Indígenas também mereceram prioridade na vacinação contra a Covid-19, apesar da renitência da Sesai (Secretaria Especial de Saúde Indígena do Ministério da Saúde) em atender ou vacinar aqueles que estivessem fora de terras indígenas reconhecidas ou se articular com municípios e estados para que isso acontecesse, conforme sua competência. Não obstante, há muitas deficiências no processo de imunização. Pesquisas registram a ausência de diálogo e de campanhas específicas para povos com memórias ancestrais ou recentes de extermínio por epidemias —algumas intencionalmente provocadas por nós, os "brancos".

Ao lado das muito difundidas e pouco combatidas fake news, isso possivelmente intensificou a desconfiança de indígenas diante da vacina e daqueles que a aplicavam, por ser proveniente de um governo que tem cronicamente se dedicado a desconfigurar seus direitos territoriais. Após 11 meses do início da vacinação, cerca de 70% dos yanomamis maiores de 18 anos receberam duas doses. A cobertura populacional é lenta, heterogênea e deficitária, como acontece também com outros povos e distritos, especialmente na região Norte.

Outra medida presente na decisão de Barroso, referendada por unanimidade pelo plenário do STF, é a retirada de invasores da Terra Indígena Yanomami, especialmente violada durante a pandemia. Recentemente, o ministro determinou que o governo federal preste esclarecimentos sobre a situação atual da população yanomami. A medida foi tomada dias depois da exibição de uma reportagem no Fantástico, da TV Globo, que mostrava casos de desnutrição e morte de crianças e a ausência de atendimento médico.

Na resposta ao STF, o governo federal afirmou que planeja distribuir cestas básicas para 1.020 famílias, das mais de 14 mil que hoje vivem na Terra Indígena Yanomami. Pouco mais de 20% da população tem sistema de abastecimento de água, a maior parte poços, e, no total, houve a distribuição de 40 filtros de barro. 

Como acontece às soluções de saneamento, ações pontuais e pouco significativas permitem a continuidade do garimpo e da mineração mecanizada ilegais. A histórica omissão interessada do Estado permite, estimula e promete subterfúgios jurídicos para a permanência das atividades. Soma-se a isso a intensificação das promessas do governo federal e de poderes regionais desde 2019 e a explosão na invasão de territórios indígenas por garimpeiros  desde o início da pandemia.

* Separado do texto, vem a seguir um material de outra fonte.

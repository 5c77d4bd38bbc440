//! Configuration module

mod blog;

pub use blog::BlogConfig;
pub use blog::HighlightConfig;
pub use blog::HighlightStyle;
pub use blog::MarkdownConfig;
pub use blog::TocConfig;
pub use blog::{DEFAULT_EXCERPT_LENGTH, EXCERPT_MAX_LENGTH};
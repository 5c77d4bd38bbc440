//! Print the stylesheet for highlighted code

use anyhow::{Context, Result};

use crate::Blog;

/// Print CSS for the configured highlight theme
pub fn run(blog: &Blog) -> Result<()> {
    let theme = &blog.config.markdown.highlight.theme;
    let css = blog
        .renderer()
        .stylesheet()
        .with_context(|| format!("Failed to build CSS for theme {}", theme))?;
    print!("{}", css);
    Ok(())
}
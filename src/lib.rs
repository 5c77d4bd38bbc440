//! blog-rs: blog posts with Markdown rendering, excerpts and a table of contents
//!
//! The core is [`content::MarkdownRenderer`], which turns a post body into HTML
//! with highlighted code and anchored headings, a table of contents, and a short
//! plain text excerpt. [`content::Post`] memoizes the rendered body per instance
//! and fills its excerpt on save; [`store::PostStore`] persists posts as JSON.

pub mod commands;
pub mod config;
pub mod content;
pub mod error;
pub mod helpers;
pub mod store;

use std::path::{Path, PathBuf};

use error::Result;

/// Name of the optional configuration file in the base directory
pub const CONFIG_FILE: &str = "blog.yml";

/// A blog rooted at a base directory
#[derive(Debug, Clone)]
pub struct Blog {
    /// Blog configuration
    pub config: config::BlogConfig,
    /// Base directory
    pub base_dir: PathBuf,
    /// Directory holding the post store
    pub data_dir: PathBuf,
}

impl Blog {
    /// Open a blog from a directory, reading `blog.yml` when present
    pub fn new<P: AsRef<Path>>(base_dir: P) -> Result<Self> {
        let base_dir = base_dir.as_ref().to_path_buf();
        let config_path = base_dir.join(CONFIG_FILE);

        let config = if config_path.exists() {
            config::BlogConfig::load(&config_path)?
        } else {
            config::BlogConfig::default()
        };

        let data_dir = base_dir.join(&config.data_dir);

        Ok(Self {
            config,
            base_dir,
            data_dir,
        })
    }

    /// Renderer configured for this blog
    pub fn renderer(&self) -> content::MarkdownRenderer {
        content::MarkdownRenderer::from_config(&self.config.markdown)
    }

    /// Open the post store
    pub fn store(&self) -> Result<store::PostStore> {
        Ok(store::PostStore::open(&self.data_dir)?
            .with_excerpt_length(self.config.markdown.excerpt_length))
    }
}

Há, portanto, reincidência em juntar o estímulo estrutural ao garimpo (para enfrentar a atividade, seria preciso não apenas retirar garimpeiros e o maquinário de terras indígenas, mas coibir a alta hierarquia que financia e se beneficia de sua existência) a um atendimento de saúde previamente ineficiente e omisso. Durante a pandemia, período de intensificação inédita da ameaça à saúde de povos indígenas, as ações foram pontuais, por meio de missões salvacionistas e da distribuição de insumos médicos, a maior parte inadequada —como milhares de comprimidos para dor de cabeça.

Um conjunto de notas técnicas, produzidas pelos consultores do grupo de saúde indígena da Associação Brasileira de Saúde Coletiva, boa parte delas respondendo a intimações do STF, detalha a situação crítica dos yanomamis e os impactos sanitários brutais do garimpo na terra indígena: não há impedimentos efetivos à mineração, atendimento permanente de saúde, participação comunitária e acompanhamento das reduzidas ações. Concluímos com as palavras do senador Severo Gomes, hoje infelizmente aplicáveis a diversos povos indígenas do país: "A contrapartida de deixar como está será a solução final do problema dos yanomamis: o extermínio".

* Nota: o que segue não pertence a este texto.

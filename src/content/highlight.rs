//! Code block highlighting with syntect

use lazy_static::lazy_static;
use syntect::highlighting::{Theme, ThemeSet};
use syntect::html::{
    css_for_theme_with_class_style, highlighted_html_for_string, ClassStyle,
    ClassedHTMLGenerator,
};
use syntect::parsing::{SyntaxReference, SyntaxSet};
use syntect::util::LinesWithEndings;

use crate::config::{HighlightConfig, HighlightStyle};
use crate::helpers::html_escape;

lazy_static! {
    static ref SYNTAX_SET: SyntaxSet = SyntaxSet::load_defaults_newlines();
    static ref THEME_SET: ThemeSet = ThemeSet::load_defaults();
}

/// Turns code blocks into highlighted HTML
pub struct Highlighter {
    style: HighlightStyle,
    theme_name: String,
    css_class: String,
    line_numbers: bool,
}

impl Highlighter {
    /// Create a highlighter from configuration
    pub fn new(config: &HighlightConfig) -> Self {
        let theme_name = if THEME_SET.themes.contains_key(&config.theme) {
            config.theme.clone()
        } else {
            let fallback = THEME_SET
                .themes
                .keys()
                .next()
                .cloned()
                .unwrap_or_default();
            tracing::warn!(
                "Unknown highlight theme {:?}, using {:?}",
                config.theme,
                fallback
            );
            fallback
        };

        Self {
            style: config.style,
            theme_name,
            css_class: config.css_class.clone(),
            line_numbers: config.line_number,
        }
    }

    /// Highlight a code block
    ///
    /// Always yields markup: when syntect fails the code is escaped into a plain block.
    pub fn highlight(&self, code: &str, lang: Option<&str>) -> String {
        let lang = lang.map(str::trim).filter(|l| !l.is_empty()).unwrap_or("text");
        let syntax = find_syntax(lang);

        let highlighted = match self.style {
            HighlightStyle::Classed => classed_html(code, syntax),
            HighlightStyle::Inline => match self.theme() {
                Some(theme) => highlighted_html_for_string(code, &SYNTAX_SET, syntax, theme)
                    .map(|html| strip_pre_wrapper(&html).to_string()),
                None => Ok(html_escape(code)),
            },
        };

        let body = match highlighted {
            Ok(html) => html,
            Err(e) => {
                tracing::warn!("Failed to highlight {} code block: {}", lang, e);
                html_escape(code)
            }
        };

        let code_html = format!(
            r#"<pre><code class="language-{}">{}</code></pre>"#,
            html_escape(lang),
            body
        );

        if self.line_numbers {
            self.add_line_numbers(code, &code_html)
        } else {
            format!(r#"<div class="{}">{}</div>"#, self.css_class, code_html)
        }
    }

    /// CSS for classed output in the configured theme
    pub fn stylesheet(&self) -> Result<String, syntect::Error> {
        match self.theme() {
            Some(theme) => css_for_theme_with_class_style(theme, ClassStyle::Spaced),
            None => Ok(String::new()),
        }
    }

    fn theme(&self) -> Option<&'static Theme> {
        THEME_SET.themes.get(&self.theme_name)
    }

    /// Put a line number gutter next to highlighted code
    fn add_line_numbers(&self, code: &str, code_html: &str) -> String {
        let line_count = code.lines().count().max(1);

        let gutter = (1..=line_count)
            .map(|i| format!(r#"<span class="line-number">{}</span>"#, i))
            .collect::<Vec<_>>()
            .join("\n");

        format!(
            r#"<div class="{}"><table><tr><td class="gutter"><pre>{}</pre></td><td class="code">{}</td></tr></table></div>"#,
            self.css_class, gutter, code_html
        )
    }
}

fn find_syntax(lang: &str) -> &'static SyntaxReference {
    SYNTAX_SET
        .find_syntax_by_token(lang)
        .or_else(|| SYNTAX_SET.find_syntax_by_extension(lang))
        .unwrap_or_else(|| SYNTAX_SET.find_syntax_plain_text())
}

fn classed_html(code: &str, syntax: &SyntaxReference) -> Result<String, syntect::Error> {
    let mut generator =
        ClassedHTMLGenerator::new_with_class_style(syntax, &SYNTAX_SET, ClassStyle::Spaced);
    for line in LinesWithEndings::from(code) {
        generator.parse_html_for_line_which_includes_newline(line)?;
    }
    Ok(generator.finalize())
}

/// `highlighted_html_for_string` wraps its output in `<pre style=...>`; keep only the inside
fn strip_pre_wrapper(html: &str) -> &str {
    let inner = match html.find('>') {
        Some(pos) if html.starts_with("<pre") => &html[pos + 1..],
        _ => html,
    };
    inner.trim_end().trim_end_matches("</pre>")
}

#[cfg(test)]
mod tests {
    use super::*;

    fn classed() -> Highlighter {
        Highlighter::new(&HighlightConfig::default())
    }

    #[test]
    fn test_classed_highlight_has_scope_classes() {
        let html = classed().highlight("fn main() {}\n", Some("rust"));
        assert!(html.starts_with(r#"<div class="codehilite">"#));
        assert!(html.contains(r#"<code class="language-rust">"#));
        assert!(html.contains(r#"<span class=""#));
        assert!(!html.contains(r#"class="""#));
        assert!(html.contains("main"));
    }

    #[test]
    fn test_unknown_language_falls_back_to_plain_text() {
        let html = classed().highlight("<b>x</b>\n", Some("no-such-language"));
        assert!(html.contains("language-no-such-language"));
        assert!(html.contains("&lt;b&gt;"));
        assert!(!html.contains("<b>x</b>"));
    }

    #[test]
    fn test_missing_language_is_text() {
        let html = classed().highlight("plain\n", None);
        assert!(html.contains("language-text"));
    }

    #[test]
    fn test_inline_style() {
        let config = HighlightConfig {
            style: HighlightStyle::Inline,
            ..HighlightConfig::default()
        };
        let html = Highlighter::new(&config).highlight("let x = 1;\n", Some("rust"));
        assert!(html.contains("style=\"color:"));
        assert!(html.ends_with("</code></pre></div>"));
        assert!(!html.contains("<pre style"));
    }

    #[test]
    fn test_line_numbers() {
        let config = HighlightConfig {
            line_number: true,
            ..HighlightConfig::default()
        };
        let html = Highlighter::new(&config).highlight("a\nb\nc\n", Some("text"));
        assert!(html.contains(r#"<td class="gutter">"#));
        assert!(html.contains(r#"<span class="line-number">3</span>"#));
        assert!(!html.contains(r#"<span class="line-number">4</span>"#));
    }

    #[test]
    fn test_unknown_theme_falls_back() {
        let config = HighlightConfig {
            theme: "does-not-exist".to_string(),
            ..HighlightConfig::default()
        };
        let highlighter = Highlighter::new(&config);
        assert!(highlighter.theme().is_some());
    }

    #[test]
    fn test_stylesheet() {
        let css = classed().stylesheet().unwrap();
        assert!(css.contains('{'));
    }
}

Este texto foi escrito conjuntamente com nota da ABA (Associação Brasileira de Antropologia) e da Abrasco (Associação Brasileira de Saúde Coletiva) que defende a retirada de garimpeiros da Terra Indígena Yanomami e a implantação de um plano emergencial consistente pelo governo federal. O livro recém-lançado "Políticas Antes da Política de Saúde Indígena" (Editora Fiocruz) reúne capítulos de pesquisadores que analisam a construção da política de saúde voltada para povos indígenas no Brasil, com ênfase no protagonismo de indígenas e suas organizações.